(Problem to solve): Output range, inclusive: from the line containing "pub enum MeshError" to the line containing "PathBuf, source: tobj::LoadError". Restate those lines from the data below word for word and only those.

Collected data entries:
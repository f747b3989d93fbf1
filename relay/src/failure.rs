use std::time::{Duration, Instant};

use dgr_shared::{VariableTable, SHUTDOWN_KEY};

use crate::error::DgrError;

/// Slave-side timer that declares the master dead when frames stop arriving
pub struct StalenessDetector {
    initial_timeout: Duration,
    staleness_window: Duration,
    last_receive: Option<Instant>,
}

impl StalenessDetector {
    pub fn new(initial_timeout: Duration, staleness_window: Duration) -> Self {
        Self {
            initial_timeout,
            staleness_window,
            last_receive: None,
        }
    }

    /// How long the next receive may block: the initial timeout until a
    /// first frame has arrived, a non-blocking poll afterwards
    pub fn poll_timeout(&self) -> Duration {
        match self.last_receive {
            None => self.initial_timeout,
            Some(_) => Duration::ZERO,
        }
    }

    pub fn record_receive(&mut self) {
        self.last_receive = Some(Instant::now());
    }

    /// Called when a poll came back empty
    pub fn check_silence(&self) -> Result<(), DgrError> {
        let Some(last_receive) = self.last_receive else {
            return Err(DgrError::ReceiveTimeout {
                waited: self.initial_timeout,
                first_receive: true,
            });
        };

        let silence = last_receive.elapsed();
        if silence > self.staleness_window {
            return Err(DgrError::ReceiveTimeout {
                waited: silence,
                first_receive: false,
            });
        }
        Ok(())
    }
}

/// Value a terminating master stores under `SHUTDOWN_KEY`
pub fn poison_pill() -> [u8; 4] {
    1i32.to_ne_bytes()
}

/// Whether `table` carries a truthy `SHUTDOWN_KEY`
pub fn shutdown_requested(table: &VariableTable) -> bool {
    table
        .get_bytes(SHUTDOWN_KEY)
        .is_some_and(|value| value.iter().any(|byte| *byte != 0))
}
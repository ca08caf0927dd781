//! CPU-side geometry: vertex layout, procedural cubes and Wavefront OBJ loading.
//!
//! A [MeshBuilder] is uploaded to the GPU by [Model::new](../graphics/model/struct.Model.html#method.new).

use cgmath::Vector3;

use std::io::BufRead;
use std::path::{Path, PathBuf};

/// Vertex layout shared by every model.
#[derive(Clone, Copy, Debug, Default, PartialEq)]
pub struct Vertex {
	pub position: [f32; 3],
	pub color: [f32; 3],
	pub normal: [f32; 3],
	pub uv: [f32; 2],
}

vulkano::impl_vertex!(Vertex, position, color, normal, uv);

impl Vertex {
	/// Vertex with a position and a color, other attributes zeroed.
	pub fn colored(position: [f32; 3], color: [f32; 3]) -> Self {
		Self { position, color, .. Self::default() }
	}
}

/// Geometry waiting to be uploaded.
///
/// An empty index list means the vertices are drawn in order.
#[derive(Clone, Debug, Default, PartialEq)]
pub struct MeshBuilder {
	pub vertices: Vec<Vertex>,
	pub indices: Vec<u32>,
}

/// Minimal number of vertices a mesh must have to be drawn.
pub const MIN_VERTEX_COUNT: usize = 3;

/// Error during loading or validation of a mesh.
#[derive(Debug, thiserror::Error)]
pub enum MeshError {
	/// Fewer than [MIN_VERTEX_COUNT] vertices.
	#[error("a mesh needs at least 3 vertices, got {0}")]
	TooFewVertices(usize),
	/// The OBJ loader rejected the file.
	#[error("failed to load {}: {source}", .path.display())]
	Load { path: PathBuf, source: tobj::LoadError },
	/// The OBJ loader rejected the stream.
	#[error("failed to parse obj data: {0}")]
	Parse(#[from] tobj::LoadError),
}

const WHITE: [f32; 3] = [1.0, 1.0, 1.0];

fn load_options() -> tobj::LoadOptions {
	tobj::LoadOptions {
		single_index: false,
		triangulate: true,
		..Default::default()
	}
}

impl MeshBuilder {
	/// Load all shapes of an OBJ file.
	///
	/// Every face corner becomes its own vertex, the resulting mesh is not indexed.
	pub fn load_obj(path: &Path) -> Result<MeshBuilder, MeshError> {
		let (models, _materials) = tobj::load_obj(path, &load_options())
			.map_err(|source| MeshError::Load { path: path.to_owned(), source })?;
		Ok(Self::from_models(&models))
	}

	/// Load all shapes of OBJ data from a reader.
	///
	/// Material libraries are not resolved.
	pub fn load_obj_from_reader<R: BufRead>(reader: &mut R) -> Result<MeshBuilder, MeshError> {
		let (models, _materials) = tobj::load_obj_buf(reader, &load_options(), |_| Err(tobj::LoadError::OpenFileFailed))?;
		Ok(Self::from_models(&models))
	}

	/// Check that the mesh can be uploaded and drawn.
	pub fn validate(&self) -> Result<(), MeshError> {
		if self.vertices.len() < MIN_VERTEX_COUNT {
			return Err(MeshError::TooFewVertices(self.vertices.len()));
		}
		Ok(())
	}

	fn from_models(models: &[tobj::Model]) -> MeshBuilder {
		let mut vertices = Vec::new();

		for model in models {
			let mesh = &model.mesh;
			for (corner, &position_index) in mesh.indices.iter().enumerate() {
				let p = 3 * position_index as usize;
				let mut vertex = Vertex {
					position: [mesh.positions[p], mesh.positions[p + 1], mesh.positions[p + 2]],
					color: WHITE,
					.. Vertex::default()
				};

				if p + 2 < mesh.vertex_color.len() {
					vertex.color = [mesh.vertex_color[p], mesh.vertex_color[p + 1], mesh.vertex_color[p + 2]];
				}

				if let Some(&normal_index) = mesh.normal_indices.get(corner) {
					let n = 3 * normal_index as usize;
					vertex.normal = [mesh.normals[n], mesh.normals[n + 1], mesh.normals[n + 2]];
				}

				if let Some(&texcoord_index) = mesh.texcoord_indices.get(corner) {
					let t = 2 * texcoord_index as usize;
					vertex.uv = [mesh.texcoords[t], mesh.texcoords[t + 1]];
				}

				vertices.push(vertex);
			}
		}

		MeshBuilder { vertices, indices: Vec::new() }
	}

	/// A 1x1x1 cube centered at `offset` with a flat color per face.
	///
	/// Remember the Y axis points down, the "top" face is at `-0.5`.
	pub fn cube(offset: Vector3<f32>) -> MeshBuilder {
		const FACES: [([f32; 3], [f32; 3]); 6] = [
			([-1.0, 0.0, 0.0], [0.9, 0.9, 0.9]), // left, white
			([1.0, 0.0, 0.0], [0.8, 0.8, 0.1]), // right, yellow
			([0.0, -1.0, 0.0], [0.9, 0.6, 0.1]), // top, orange
			([0.0, 1.0, 0.0], [0.8, 0.1, 0.1]), // bottom, red
			([0.0, 0.0, 1.0], [0.1, 0.1, 0.8]), // nose, blue
			([0.0, 0.0, -1.0], [0.1, 0.8, 0.1]), // tail, green
		];

		let mut vertices = Vec::with_capacity(24);
		let mut indices = Vec::with_capacity(36);

		for (normal, color) in FACES.iter() {
			let axis = normal.iter().position(|c| *c != 0.0).unwrap_or(0);
			// the remaining two axes span the face
			let (u, v) = ((axis + 1) % 3, (axis + 2) % 3);
			let corners = [(-0.5, -0.5), (0.5, 0.5), (-0.5, 0.5), (0.5, -0.5)];

			let base = vertices.len() as u32;
			for (a, b) in corners.iter() {
				let mut position = [0.0f32; 3];
				position[axis] = normal[axis] * 0.5;
				position[u] = *a;
				position[v] = *b;
				vertices.push(Vertex {
					position: [position[0] + offset.x, position[1] + offset.y, position[2] + offset.z],
					color: *color,
					normal: *normal,
					uv: [a + 0.5, b + 0.5],
				});
			}
			indices.extend_from_slice(&[base, base + 1, base + 2, base, base + 3, base + 1]);
		}

		MeshBuilder { vertices, indices }
	}

	/// A 1x1x1 cube centered at `offset` with a distinct color at each corner.
	pub fn test_cube(offset: Vector3<f32>) -> MeshBuilder {
		let corners = [
			([-0.5, -0.5, -0.5], [0.0, 0.0, 0.0]),
			([-0.5, 0.5, -0.5], [1.0, 0.0, 0.0]),
			([0.5, 0.5, -0.5], [0.0, 1.0, 0.0]),
			([0.5, -0.5, -0.5], [1.0, 1.0, 0.0]),

			([-0.5, -0.5, 0.5], [0.0, 0.0, 1.0]),
			([-0.5, 0.5, 0.5], [1.0, 0.0, 1.0]),
			([0.5, 0.5, 0.5], [0.0, 1.0, 1.0]),
			([0.5, -0.5, 0.5], [1.0, 1.0, 1.0]),
		];

		let vertices = corners.iter()
			.map(|(p, c)| Vertex::colored([p[0] + offset.x, p[1] + offset.y, p[2] + offset.z], *c))
			.collect();

		let indices = vec![
			0, 1, 2, 0, 2, 3,
			4, 5, 6, 4, 6, 7,
			0, 3, 7, 0, 7, 4,
			1, 5, 6, 1, 6, 2,
			4, 0, 5, 1, 5, 0,
			3, 2, 7, 6, 2, 7,
		];

		MeshBuilder { vertices, indices }
	}
}

#[cfg(test)]
mod tests {
	use super::*;

	use cgmath::Zero;

	const TRIANGLE_OBJ: &str = "
v 0.0 0.0 0.0 1.0 0.0 0.0
v 1.0 0.0 0.0 0.0 1.0 0.0
v 0.0 1.0 0.0 0.0 0.0 1.0
vn 0.0 0.0 1.0
vt 0.0 0.0
vt 1.0 0.0
vt 0.0 1.0
f 1/1/1 2/2/1 3/3/1
";

	const QUAD_OBJ: &str = "
v 0.0 0.0 0.0
v 1.0 0.0 0.0
v 1.0 1.0 0.0
v 0.0 1.0 0.0
f 1 2 3 4
";

	#[test]
	fn cube_has_flat_faces() {
		let cube = MeshBuilder::cube(Vector3::zero());
		assert_eq!(cube.vertices.len(), 24);
		assert_eq!(cube.indices.len(), 36);
		assert!(cube.indices.iter().all(|&i| (i as usize) < cube.vertices.len()));

		for face in cube.vertices.chunks(4) {
			let color = face[0].color;
			let normal = face[0].normal;
			assert!(face.iter().all(|v| v.color == color && v.normal == normal));
			// every corner lies on the face plane
			for v in face {
				let along_normal: f32 = (0..3).map(|i| v.position[i] * normal[i]).sum();
				assert_eq!(along_normal, 0.5);
			}
		}
		assert_eq!(cube.vertices[16].color, [0.1, 0.1, 0.8]);
	}

	#[test]
	fn cube_is_offset() {
		let cube = MeshBuilder::cube(Vector3::new(10.0, 0.0, -2.0));
		for v in &cube.vertices {
			assert!(v.position[0] >= 9.5 && v.position[0] <= 10.5);
			assert!(v.position[2] >= -2.5 && v.position[2] <= -1.5);
		}
	}

	#[test]
	fn test_cube_corners() {
		let cube = MeshBuilder::test_cube(Vector3::new(0.0, 1.0, 0.0));
		assert_eq!(cube.vertices.len(), 8);
		assert_eq!(cube.indices.len(), 36);
		assert_eq!(cube.vertices[1].position, [-0.5, 1.5, -0.5]);
		assert_eq!(cube.vertices[7].color, [1.0, 1.0, 1.0]);
	}

	#[test]
	fn obj_attributes_are_unpacked_per_corner() {
		let mesh = MeshBuilder::load_obj_from_reader(&mut TRIANGLE_OBJ.as_bytes()).unwrap();
		assert!(mesh.indices.is_empty());
		assert_eq!(mesh.vertices.len(), 3);

		assert_eq!(mesh.vertices[1].position, [1.0, 0.0, 0.0]);
		assert_eq!(mesh.vertices[1].color, [0.0, 1.0, 0.0]);
		assert_eq!(mesh.vertices[2].normal, [0.0, 0.0, 1.0]);
		assert_eq!(mesh.vertices[2].uv, [0.0, 1.0]);
	}

	#[test]
	fn obj_without_colors_is_white() {
		let mesh = MeshBuilder::load_obj_from_reader(&mut QUAD_OBJ.as_bytes()).unwrap();
		// the quad is triangulated
		assert_eq!(mesh.vertices.len(), 6);
		assert!(mesh.vertices.iter().all(|v| v.color == WHITE && v.normal == [0.0; 3]));
	}

	#[test]
	fn drawable_mesh_needs_three_vertices() {
		let mut mesh = MeshBuilder::default();
		assert!(matches!(mesh.validate(), Err(MeshError::TooFewVertices(0))));

		mesh.vertices = vec![Vertex::default(); 2];
		assert!(matches!(mesh.validate(), Err(MeshError::TooFewVertices(2))));

		mesh.vertices.push(Vertex::default());
		assert!(mesh.validate().is_ok());
		assert!(MeshBuilder::test_cube(Vector3::zero()).validate().is_ok());
	}

	#[test]
	fn missing_obj_file_is_an_error() {
		let result = MeshBuilder::load_obj(Path::new("models/does_not_exist.obj"));
		assert!(matches!(result, Err(MeshError::Load { .. })));
	}
}
//! Input state gathered from window events.
//!
//! Winit reports input as events, the [movement controller](../controller/index.html) wants to poll it.
//! [InputState] bridges the two by remembering which keys are held and how far the mouse moved.

use winit::event::{DeviceEvent, ElementState, KeyboardInput, VirtualKeyCode, WindowEvent};

use std::collections::HashSet;

/// Snapshot of keyboard and mouse state.
#[derive(Clone, Debug, Default)]
pub struct InputState {
	pressed: HashSet<VirtualKeyCode>,
	mouse_delta: (f64, f64),
}

impl InputState {
	pub fn new() -> Self { Self::default() }

	/// Whether the key is currently held down.
	#[inline]
	pub fn is_pressed(&self, key: VirtualKeyCode) -> bool { self.pressed.contains(&key) }

	/// Record a key transition.
	pub fn set_key(&mut self, key: VirtualKeyCode, state: ElementState) {
		match state {
			ElementState::Pressed => { self.pressed.insert(key); },
			ElementState::Released => { self.pressed.remove(&key); },
		}
	}

	/// Accumulate raw mouse motion.
	pub fn add_mouse_motion(&mut self, dx: f64, dy: f64) {
		self.mouse_delta.0 += dx;
		self.mouse_delta.1 += dy;
	}

	/// Get the mouse motion accumulated since the last call and reset it.
	pub fn take_mouse_delta(&mut self) -> (f64, f64) {
		std::mem::replace(&mut self.mouse_delta, (0.0, 0.0))
	}

	/// Forget every held key, for example after the window lost focus.
	pub fn release_all(&mut self) {
		self.pressed.clear();
	}

	/// Update the state from a window event.
	pub fn handle_window_event(&mut self, event: &WindowEvent) {
		match event {
			WindowEvent::KeyboardInput { input: KeyboardInput { virtual_keycode: Some(key), state, .. }, .. } => self.set_key(*key, *state),
			WindowEvent::Focused(false) => self.release_all(),
			_ => (),
		}
	}

	/// Update the state from a device event.
	///
	/// Mouse motion is taken from the raw device deltas, so it keeps working while the cursor is grabbed.
	pub fn handle_device_event(&mut self, event: &DeviceEvent) {
		if let DeviceEvent::MouseMotion { delta: (dx, dy) } = event {
			self.add_mouse_motion(*dx, *dy);
		}
	}
}

#[cfg(test)]
mod tests {
	use super::*;

	#[test]
	fn tracks_held_keys() {
		let mut input = InputState::new();
		input.set_key(VirtualKeyCode::W, ElementState::Pressed);
		input.set_key(VirtualKeyCode::A, ElementState::Pressed);
		input.set_key(VirtualKeyCode::W, ElementState::Released);

		assert!(!input.is_pressed(VirtualKeyCode::W));
		assert!(input.is_pressed(VirtualKeyCode::A));

		input.release_all();
		assert!(!input.is_pressed(VirtualKeyCode::A));
	}

	#[test]
	fn mouse_delta_accumulates_until_taken() {
		let mut input = InputState::new();
		input.handle_device_event(&DeviceEvent::MouseMotion { delta: (3.0, -1.0) });
		input.handle_device_event(&DeviceEvent::MouseMotion { delta: (2.0, 4.0) });

		assert_eq!(input.take_mouse_delta(), (5.0, 3.0));
		assert_eq!(input.take_mouse_delta(), (0.0, 0.0));
	}

	#[test]
	fn losing_focus_releases_keys() {
		let mut input = InputState::new();
		input.set_key(VirtualKeyCode::Space, ElementState::Pressed);
		input.handle_window_event(&WindowEvent::Focused(false));
		assert!(!input.is_pressed(VirtualKeyCode::Space));
	}
}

(Response for this exercise):
pub enum MeshError {
	/// Fewer than [MIN_VERTEX_COUNT] vertices.
	#[error("a mesh needs at least 3 vertices, got {0}")]
	TooFewVertices(usize),
	/// The OBJ loader rejected the file.
	#[error("failed to load {}: {source}", .path.display())]
	Load { path: PathBuf, source: tobj::LoadError },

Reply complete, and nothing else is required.